At the time of my breast cancer diagnosis, my own kids were six and three, and I was aware that they knew my aunt had died of ovarian cancer the year before. I wanted to be very clear that my diagnosis was different, and I wasn’t going to die. Of course, I was lucky to be able to tell my kids that my stage 3, grade 3, triple negative breast cancer had been caught in time for treatment to be curative. But what if your diagnosis does not have such a positive prognosis?
“My advice always comes back to the same guidelines: tell the truth,” says Dr Kennedy. “When the truth is especially hard, the conversation is especially hard. But it isn’t information that scares kids so much as being alone in the absence of information. So when the truth is uncertain, we have to help our kids sit with uncertainty, which means we have to acknowledge it as well.”
She recommends the following line when explaining really bad news: “I will always answer your questions honestly, even when things feel uncomfortable, because I know we can get through hard things together.”
Who to talk to
The psychological stress and emotional trauma of cancer treatment means that it’s necessary to talk about it, but there is value in seeking support from outside your closest relationships. If you’re scared about what the future may hold, you might find that you don’t want to share such fears with those close to you.
“It can help to talk to someone who isn’t directly affected and can offer support and advice,” agrees Lee. “This might be via a support group, either locally or online, or cancer forums. You could drop into your local Maggie’s centre and join a group, talk with one of our cancer support specialists, or speak to others who are going through a similar experience.”
If fear and anxiety are becoming all-consuming, you might need professional support. “Macmillan’s free and confidential support line has specialised teams who can help,” says Chris Bolton. “We can also make referrals to partner organisations should additional support be required.”
The benefits of talking through your diagnosis
Whether you talk to friends, family, a support group or a therapist, do make sure that you talk to someone. “Opening up and having someone listen to you without judgement may reassure you that what you are feeling is normal,” says Bolton. “It can also offer solutions to things you may not have thought about on your own. Talking may also strengthen the bond you have with loved ones, making them feel valued and able to support you better.”
This is an important point because, as much as none of us ever wants to be an inconvenience, this is a time when people really do want to help. So let them.

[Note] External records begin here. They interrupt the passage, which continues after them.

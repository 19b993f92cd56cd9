//! The unspent transaction output set.

use std::collections::HashMap;

use tracing::debug;

use volt_chain::block::Height;
use volt_chain::transfer::{OutPoint, Output};
use volt_chain::{SerializationError, WireDeserialize, WireDeserializeInto, WireSerialize};
use volt_serde_derive::{WireDeserialize, WireSerialize};

use crate::StateError;

/// An unspent transaction output, with the context needed to validate and
/// revert spends of it.
#[derive(Clone, Debug, Eq, PartialEq, WireSerialize, WireDeserialize)]
pub struct Utxo {
    /// The output reference `(transaction hash, output index)`.
    pub outpoint: OutPoint,
    /// The version of the transaction that created this output.
    pub version: u32,
    /// The height of the block that created this output.
    pub height: Height,
    /// Whether the creating transaction was a coinbase.
    pub from_coinbase: bool,
    /// The output itself.
    pub output: Output,
}

/// The full UTXO set, held in memory for O(1) lookups and written through to
/// its own sled tree on every change.
///
/// The write-through design is a deliberate trade-off: the set must fit in
/// memory.
pub struct UtxoSet {
    entries: HashMap<OutPoint, Utxo>,
    tree: sled::Tree,
}

impl UtxoSet {
    /// Load the persisted set into memory.
    pub fn open(tree: sled::Tree) -> Result<UtxoSet, StateError> {
        let mut entries = HashMap::new();
        for item in tree.iter() {
            let (_, value) = item?;
            let utxo: Utxo = value.as_ref().wire_deserialize_into()?;
            entries.insert(utxo.outpoint, utxo);
        }
        debug!(count = entries.len(), "loaded utxo set");
        Ok(UtxoSet { entries, tree })
    }

    /// Look up an unspent output.
    pub fn get(&self, outpoint: &OutPoint) -> Option<&Utxo> {
        self.entries.get(outpoint)
    }

    /// Whether the referenced output is currently unspent.
    pub fn contains(&self, outpoint: &OutPoint) -> bool {
        self.entries.contains_key(outpoint)
    }

    /// Add an unspent output.
    pub fn insert(&mut self, utxo: Utxo) -> Result<(), StateError> {
        let key = outpoint_key(&utxo.outpoint);
        let value = utxo.wire_serialize_to_vec()?;
        self.tree.insert(key, value)?;
        self.entries.insert(utxo.outpoint, utxo);
        Ok(())
    }

    /// Remove (spend) an output, returning it so revert data can restore it.
    pub fn remove(&mut self, outpoint: &OutPoint) -> Result<Option<Utxo>, StateError> {
        self.tree.remove(outpoint_key(outpoint))?;
        Ok(self.entries.remove(outpoint))
    }

    /// The number of unspent outputs.
    pub fn len(&self) -> usize {
        self.entries.len()
    }

    /// Whether the set is empty.
    pub fn is_empty(&self) -> bool {
        self.entries.is_empty()
    }

    /// Flush the backing tree to disk.
    pub fn flush(&self) -> Result<(), StateError> {
        self.tree.flush()?;
        Ok(())
    }

    /// All outputs locked to the given public key hash. A linear scan; this
    /// serves wallet balance queries, not consensus.
    pub fn by_pub_key_hash(&self, pub_key_hash: &[u8; 20]) -> Vec<Utxo> {
        self.entries
            .values()
            .filter(|utxo| utxo.output.lock.pub_key_hash() == pub_key_hash)
            .cloned()
            .collect()
    }
}

/// `transaction hash | output index`, the persisted key of a UTXO.
fn outpoint_key(outpoint: &OutPoint) -> [u8; 36] {
    let mut key = [0u8; 36];
    key[0..32].copy_from_slice(&outpoint.hash.0);
    key[32..36].copy_from_slice(&outpoint.index.to_le_bytes());
    key
}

I certainly appreciated the friends who looked after our kids so my husband could drive me to chemo, or left meals on our doorstep, and we became closer as a result.

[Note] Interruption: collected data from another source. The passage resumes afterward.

//! Initial block download: catch the local chain up to the best height any
//! peer advertises.

use std::collections::HashMap;
use std::net::SocketAddr;
use std::time::Duration;

use tokio::sync::{mpsc, watch};
use tracing::{debug, info, warn};

use volt_chain::block::Height;

use crate::constants::SYNC_BATCH_TIMEOUT_SECS;
use crate::peer_set::{PeerSet, SyncEvent};
use crate::protocol::message::GetBlocks;
use crate::protocol::Message;
use crate::NodeClient;

/// Where the syncer is in its lifecycle.
#[derive(Copy, Clone, Debug, Eq, PartialEq)]
enum SyncState {
    /// No peer claims more blocks than we have.
    Synced,
    /// Downloading towards a peer's advertised height.
    Syncing,
}

/// Download progress, as a percentage of the best advertised height. Exposed
/// to the control interface.
pub type SyncProgress = watch::Receiver<f64>;

/// The initial-block-download orchestrator.
pub struct Syncer {
    node: NodeClient,
    peers: PeerSet,
    events: mpsc::UnboundedReceiver<SyncEvent>,
    /// Advertised best heights, by peer. Entries are dropped when a peer
    /// disconnects or stalls, which is what rotates downloads elsewhere.
    heights: HashMap<SocketAddr, Height>,
    state: SyncState,
    progress: watch::Sender<f64>,
}

impl Syncer {
    /// Build the syncer over the peer set's event stream.
    pub fn new(
        node: NodeClient,
        peers: PeerSet,
        events: mpsc::UnboundedReceiver<SyncEvent>,
    ) -> (Syncer, SyncProgress) {
        let (progress, receiver) = watch::channel(100.0);
        (
            Syncer {
                node,
                peers,
                events,
                heights: HashMap::new(),
                state: SyncState::Synced,
                progress,
            },
            receiver,
        )
    }

    /// Drive synchronisation until the node shuts down.
    pub async fn run(mut self) {
        loop {
            let local = match self.node.chain_info().await {
                Ok(info) => info.height,
                Err(_) => return,
            };

            match self.best_peer_above(local) {
                Some((addr, target)) => {
                    if self.state != SyncState::Syncing {
                        info!(local = local.0, target = target.0, "entering block download");
                        self.state = SyncState::Syncing;
                    }
                    self.publish_progress(local, target);
                    self.request_batch_from(addr).await;
                }
                None => {
                    if self.state != SyncState::Synced {
                        info!(height = local.0, "chain is synchronised");
                        self.state = SyncState::Synced;
                    }
                    self.publish_progress(local, local);
                    // Idle until something changes.
                    match self.events.recv().await {
                        Some(event) => self.apply_event(event),
                        None => return,
                    }
                }
            }
        }
    }

    /// Ask `addr` for the blocks after our locator, then wait for its batch.
    /// A stall or disconnect drops the peer from the candidate set, so the
    /// next round selects someone else and restarts from the current head.
    async fn request_batch_from(&mut self, addr: SocketAddr) {
        let locator = match self.node.block_locator().await {
            Ok(locator) => locator,
            Err(_) => return,
        };
        debug!(%addr, locator_len = locator.len(), "requesting block batch");
        if !self.peers.send_to(
            addr,
            Message::GetBlocks(GetBlocks {
                block_header_hashes: locator,
                stop_hash: None,
            }),
        ) {
            self.heights.remove(&addr);
            return;
        }

        let deadline = tokio::time::sleep(Duration::from_secs(SYNC_BATCH_TIMEOUT_SECS));
        tokio::pin!(deadline);
        loop {
            tokio::select! {
                event = self.events.recv() => {
                    match event {
                        None => return,
                        Some(SyncEvent::BlocksReceived { addr: from, count }) if from == addr => {
                            if count == 0 {
                                // The peer has nothing beyond our locator;
                                // stop asking it for more.
                                debug!(%addr, "peer delivered an empty batch");
                                self.heights.remove(&addr);
                            }
                            return;
                        }
                        Some(event) => self.apply_event(event),
                    }
                }
                _ = &mut deadline => {
                    warn!(%addr, "block batch timed out, rotating to another peer");
                    self.heights.remove(&addr);
                    return;
                }
            }
        }
    }

    fn apply_event(&mut self, event: SyncEvent) {
        match event {
            SyncEvent::PeerHeight { addr, height } => {
                self.heights.insert(addr, height);
            }
            SyncEvent::PeerDisconnected { addr } => {
                self.heights.remove(&addr);
            }
            SyncEvent::BlocksReceived { .. } => {}
        }
    }

    /// The most advanced peer claiming more blocks than `local`.
    fn best_peer_above(&self, local: Height) -> Option<(SocketAddr, Height)> {
        self.heights
            .iter()
            .filter(|(_, height)| **height > local)
            .max_by_key(|(_, height)| **height)
            .map(|(addr, height)| (*addr, *height))
    }

    fn publish_progress(&self, local: Height, target: Height) {
        let percent = f64::from(local.0) / f64::from(target.0.max(1)) * 100.0;
        let _ = self.progress.send(percent.min(100.0));
    }
}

“Telling people about your diagnosis means that your family and friends will feel more included,” says Lee. “Knowing when treatment is happening can mean they might be able to come with you, or help look after your children, or simply bring you shopping when everything feels too much.”
What to do if you don’t want to talk
Despite all the benefits of being open with others, there will absolutely be times when you don’t want to talk about it at all.

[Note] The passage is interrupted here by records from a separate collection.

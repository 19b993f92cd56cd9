use volt_chain::{block, SerializationError, WireDeserialize, WireSerialize};

/// The body of a `GetBlocks` message.
#[derive(Debug, Clone, Eq, PartialEq)]
pub struct GetBlocks {
    /// The sender's best known block hashes, ordered from newest to oldest
    /// with exponentially widening gaps.
    pub block_header_hashes: Vec<block::Hash>,
    /// The stop hash. `None` on the wire is the all-zero hash, which asks
    /// for as many blocks as the receiver will send (up to 500).
    pub stop_hash: Option<block::Hash>,
}

impl WireDeserialize for GetBlocks {
    fn wire_deserialize<R: std::io::Read>(mut reader: R) -> Result<Self, SerializationError>
    where
        Self: Sized,
    {
        let block_header_hashes = Vec::wire_deserialize(&mut reader)?;
        let raw_stop_hash = block::Hash::wire_deserialize(&mut reader)?;
        let stop_hash = if raw_stop_hash.0 == [0u8; 32] {
            None
        } else {
            Some(raw_stop_hash)
        };
        Ok(GetBlocks {
            block_header_hashes,
            stop_hash,
        })
    }
}

impl WireSerialize for GetBlocks {
    fn wire_serialize<W: std::io::Write>(&self, mut target: W) -> Result<(), std::io::Error> {
        self.block_header_hashes.wire_serialize(&mut target)?;
        match self.stop_hash {
            Some(hash) => hash.wire_serialize(&mut target),
            None => [0u8; 32].wire_serialize(&mut target),
        }
    }
}
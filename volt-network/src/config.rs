use std::net::SocketAddr;
use std::path::PathBuf;

use serde::{Deserialize, Serialize};

use volt_chain::parameters::Network;

/// Configuration for the networking stack.
#[derive(Clone, Debug, Serialize, Deserialize)]
#[serde(deny_unknown_fields, default)]
pub struct Config {
    /// Which network to join.
    pub network: Network,

    /// The port to listen on for inbound peers.
    pub port: u16,

    /// Keep dialling until at least this many peers are connected.
    pub min_connections: usize,

    /// Never hold more than this many connections.
    pub max_connections: usize,

    /// Disconnect a peer that has sent nothing for this long, in
    /// milliseconds.
    pub inactive_time: u64,

    /// Ping interval, in milliseconds. A peer that misses two heartbeats is
    /// disconnected.
    pub heartbeat: u64,

    /// Where the persistent address pool lives.
    pub peers_dir: PathBuf,

    /// The user agent advertised in handshakes.
    pub user_agent: String,

    /// Addresses to dial at startup, before the address pool has content.
    pub initial_peers: Vec<SocketAddr>,
}

impl Default for Config {
    fn default() -> Self {
        Config {
            network: Network::Mainnet,
            port: 9567,
            min_connections: 1,
            max_connections: 10,
            inactive_time: 3_600_000,
            heartbeat: 1_200_000,
            peers_dir: PathBuf::from("volt-data").join("peers"),
            user_agent: "/volt:0.1.0/".to_string(),
            initial_peers: Vec::new(),
        }
    }
}
//! Consensus error types.
//!
//! Validation errors never unwind past the block or transaction boundary:
//! the offending item is rejected, the peer that sent it is penalised, and
//! the node carries on. Storage errors are different — they escalate and
//! shut the node down rather than risk divergence.

use thiserror::Error;

use volt_chain::block::{self, BlockTimeError, Height};
use volt_chain::transfer::OutPoint;
use volt_chain::work::difficulty::CompactDifficulty;
use volt_chain::{amount, block::merkle};

/// Reasons a block subsidy check can fail.
#[derive(Error, Debug)]
pub enum SubsidyError {
    /// The block has no coinbase transaction.
    #[error("no coinbase transaction in block")]
    NoCoinbase,

    /// The coinbase pays out more than the subsidy plus the block's fees.
    #[error("coinbase pays {paid} but only {allowed} is available at this height")]
    OverSubsidy {
        /// What the coinbase outputs sum to.
        paid: amount::Amount,
        /// Subsidy plus fees.
        allowed: amount::Amount,
    },

    /// Summing amounts failed.
    #[error("amount arithmetic failed: {0}")]
    Amount(#[from] amount::Error),
}

/// Reasons a transaction is invalid.
#[derive(Error, Debug)]
pub enum TransactionError {
    /// No inputs.
    #[error("transaction has no inputs")]
    NoInputs,

    /// No outputs.
    #[error("transaction has no outputs")]
    NoOutputs,

    /// A coinbase transaction somewhere other than the first slot of a block.
    #[error("coinbase transaction outside the first position in a block")]
    CoinbasePosition,

    /// A coinbase-style input in a non-coinbase transaction.
    #[error("coinbase input found in non-coinbase transaction")]
    CoinbaseInputFound,

    /// A coinbase transaction offered to the transaction pool.
    #[error("coinbase transactions cannot enter the transaction pool")]
    CoinbaseInPool,

    /// The transaction is already known.
    #[error("transaction is already known")]
    Duplicate,

    /// An input references an output that is not in the UTXO set.
    #[error("input references missing output {0:?}")]
    MissingOutput(OutPoint),

    /// An input references an output that something else already spends.
    #[error("input references already-spent output {0:?}")]
    DoubleSpend(OutPoint),

    /// The unlock script is not a well-formed single-signature unlock.
    #[error("unlock script is not a valid single-signature unlock")]
    MalformedUnlock,

    /// The public key in the unlock does not hash to the lock's key hash.
    #[error("public key does not match the lock it is spending")]
    WrongPubKey,

    /// The ECDSA signature does not verify.
    #[error("signature validation failed")]
    InvalidSignature,

    /// Outputs are worth more than inputs.
    #[error("inputs are worth less than outputs")]
    NegativeFee,

    /// Summing amounts failed.
    #[error("amount arithmetic failed: {0}")]
    Amount(#[from] amount::Error),
}

/// Reasons a block is invalid.
#[derive(Error, Debug)]
pub enum BlockError {
    /// No transactions at all (not even a coinbase).
    #[error("block has no transactions")]
    NoTransactions,

    /// A transaction inside the block failed validation.
    #[error("transaction error: {0}")]
    Transaction(#[from] TransactionError),

    /// The header's compact difficulty does not unpack to a valid target.
    #[error("invalid difficulty threshold in block {0:?} {1:?}")]
    InvalidDifficulty(Height, block::Hash),

    /// The target is easier than the proof-of-work limit allows.
    #[error("block {0:?} {1:?} has a difficulty threshold easier than the limit")]
    TargetDifficultyLimit(Height, block::Hash),

    /// The header hash is above the target: not enough work was done.
    #[error("block {0:?} failed the difficulty filter: hash {1:?} is above its target")]
    DifficultyFilter(Height, block::Hash),

    /// The header's difficulty is not what the retarget rule expects.
    #[error("wrong difficulty for height: expected {expected:?}, found {found:?}")]
    WrongDifficulty {
        /// What the retarget rule requires at this height.
        expected: CompactDifficulty,
        /// What the header carries.
        found: CompactDifficulty,
    },

    /// The header timestamp is too far in the future.
    #[error("{0}")]
    Time(#[from] BlockTimeError),

    /// The recomputed Merkle root differs from the header's.
    #[error("merkle root mismatch: computed {actual:?}, header says {expected:?}")]
    BadMerkleRoot {
        /// The root recomputed from the block's transactions.
        actual: merkle::Root,
        /// The root in the header.
        expected: merkle::Root,
    },

    /// Two identical transactions in one block.
    #[error("block contains duplicate transactions")]
    DuplicateTransaction,

    /// The coinbase height field disagrees with the block's chain position.
    #[error("coinbase encodes height {encoded:?} but the block connects at {expected:?}")]
    WrongCoinbaseHeight {
        /// The height the coinbase input carries.
        encoded: Option<Height>,
        /// Where the block actually connects.
        expected: Height,
    },

    /// The subsidy check failed.
    #[error("subsidy error: {0}")]
    Subsidy(#[from] SubsidyError),

    /// The block's parent chain is marked invalid.
    #[error("block extends a branch already marked invalid")]
    InvalidParent,
}

/// Errors from the chain engine.
#[derive(Error, Debug)]
pub enum ChainError {
    /// The submitted block is invalid; it has been rejected.
    #[error("invalid block: {0}")]
    InvalidBlock(#[from] BlockError),

    /// The current head is the genesis block, which cannot be reverted.
    #[error("cannot revert the genesis block")]
    CannotRevertGenesis,

    /// The persistence layer failed. Fatal: the node shuts down.
    #[error("storage failure: {0}")]
    Storage(#[from] volt_state::StateError),
}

“Some people do not want to talk about their thoughts or feelings, or about the cancer and their treatment,” says Bolton. “But not talking about it at all can cause problems after a while – it may become hard to make decisions about treatment or work. This can delay your treatment or cause problems with your finances and relationships.”
Macmillan has a lot of resources to support you, including information and community blogs online, and its support line, which is free to call between 8am-8pm, seven days a week, on 0808 808 0000. If you prefer to talk to someone face to face, many hospitals have Macmillan centres on site. If there’s a Maggie’s centre near you, make sure you’re using it.
“However, there may be days when you find that you want to talk about normal things and your family and friends may not always realise this,” says Lee. “Let them know that you’re still you, and explain that you’ll talk about your cancer when you’re ready.”